Records shown -
··········
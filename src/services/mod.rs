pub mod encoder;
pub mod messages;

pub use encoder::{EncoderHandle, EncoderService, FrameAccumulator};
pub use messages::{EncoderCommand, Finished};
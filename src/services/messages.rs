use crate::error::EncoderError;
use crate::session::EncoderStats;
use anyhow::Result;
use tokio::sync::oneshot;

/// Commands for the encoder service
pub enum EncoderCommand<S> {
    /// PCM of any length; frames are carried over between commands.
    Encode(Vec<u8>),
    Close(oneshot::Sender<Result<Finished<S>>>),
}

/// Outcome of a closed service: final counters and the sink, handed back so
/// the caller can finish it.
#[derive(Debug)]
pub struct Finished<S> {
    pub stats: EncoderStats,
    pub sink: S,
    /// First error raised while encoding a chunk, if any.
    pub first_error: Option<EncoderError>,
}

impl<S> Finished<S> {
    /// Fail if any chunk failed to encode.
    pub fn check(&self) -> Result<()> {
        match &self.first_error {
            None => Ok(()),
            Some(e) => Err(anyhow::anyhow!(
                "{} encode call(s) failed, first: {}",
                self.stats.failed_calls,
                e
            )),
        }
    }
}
··········
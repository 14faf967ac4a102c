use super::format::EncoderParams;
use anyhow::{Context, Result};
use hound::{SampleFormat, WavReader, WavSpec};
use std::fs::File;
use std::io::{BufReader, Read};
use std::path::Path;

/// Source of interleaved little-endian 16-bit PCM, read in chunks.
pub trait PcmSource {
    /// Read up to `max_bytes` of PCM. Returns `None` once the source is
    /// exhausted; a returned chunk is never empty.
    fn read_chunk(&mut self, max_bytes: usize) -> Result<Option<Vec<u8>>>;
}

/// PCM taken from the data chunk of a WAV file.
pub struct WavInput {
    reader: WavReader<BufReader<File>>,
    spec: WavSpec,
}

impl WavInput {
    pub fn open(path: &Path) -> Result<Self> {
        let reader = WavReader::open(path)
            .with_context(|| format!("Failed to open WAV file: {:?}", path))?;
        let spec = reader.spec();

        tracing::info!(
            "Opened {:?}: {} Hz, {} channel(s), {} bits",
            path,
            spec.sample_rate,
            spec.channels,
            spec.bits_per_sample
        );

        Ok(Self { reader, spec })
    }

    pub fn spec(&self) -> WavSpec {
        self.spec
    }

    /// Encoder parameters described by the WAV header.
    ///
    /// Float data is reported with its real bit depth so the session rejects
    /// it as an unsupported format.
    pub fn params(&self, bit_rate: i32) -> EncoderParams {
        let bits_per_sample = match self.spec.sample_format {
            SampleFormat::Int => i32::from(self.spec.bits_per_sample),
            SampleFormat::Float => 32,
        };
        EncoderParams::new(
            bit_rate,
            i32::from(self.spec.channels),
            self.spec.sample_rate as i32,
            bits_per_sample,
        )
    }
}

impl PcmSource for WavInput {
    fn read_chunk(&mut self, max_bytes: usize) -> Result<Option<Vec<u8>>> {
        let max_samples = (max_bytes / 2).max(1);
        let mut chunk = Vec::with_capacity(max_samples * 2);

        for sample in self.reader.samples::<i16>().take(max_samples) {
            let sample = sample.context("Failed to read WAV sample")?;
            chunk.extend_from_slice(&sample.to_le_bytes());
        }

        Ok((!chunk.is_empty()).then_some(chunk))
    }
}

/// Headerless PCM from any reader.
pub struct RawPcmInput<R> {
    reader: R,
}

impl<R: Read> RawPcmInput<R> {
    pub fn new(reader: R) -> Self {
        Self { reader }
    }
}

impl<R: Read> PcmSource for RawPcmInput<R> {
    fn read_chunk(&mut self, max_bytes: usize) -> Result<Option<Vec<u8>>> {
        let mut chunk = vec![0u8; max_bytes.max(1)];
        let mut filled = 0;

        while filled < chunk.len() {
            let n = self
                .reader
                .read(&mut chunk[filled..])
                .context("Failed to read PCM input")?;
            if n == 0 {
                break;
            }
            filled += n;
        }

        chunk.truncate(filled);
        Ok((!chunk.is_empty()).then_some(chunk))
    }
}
··········
What to work on -
Every line from the line containing "the session rejects" through the line containing "let max_samples = (max_bytes" in the records above must be retyped exactly. Leave out the rest.

Solution to the exercise -
    /// Float data is reported with its real bit depth so the session rejects
    /// it as an unsupported format.
    pub fn params(&self, bit_rate: i32) -> EncoderParams {
        let bits_per_sample = match self.spec.sample_format {
            SampleFormat::Int => i32::from(self.spec.bits_per_sample),
            SampleFormat::Float => 32,
        };
        EncoderParams::new(
            bit_rate,
            i32::from(self.spec.channels),
            self.spec.sample_rate as i32,
            bits_per_sample,
        )
    }
}

impl PcmSource for WavInput {
    fn read_chunk(&mut self, max_bytes: usize) -> Result<Option<Vec<u8>>> {
        let max_samples = (max_bytes / 2).max(1);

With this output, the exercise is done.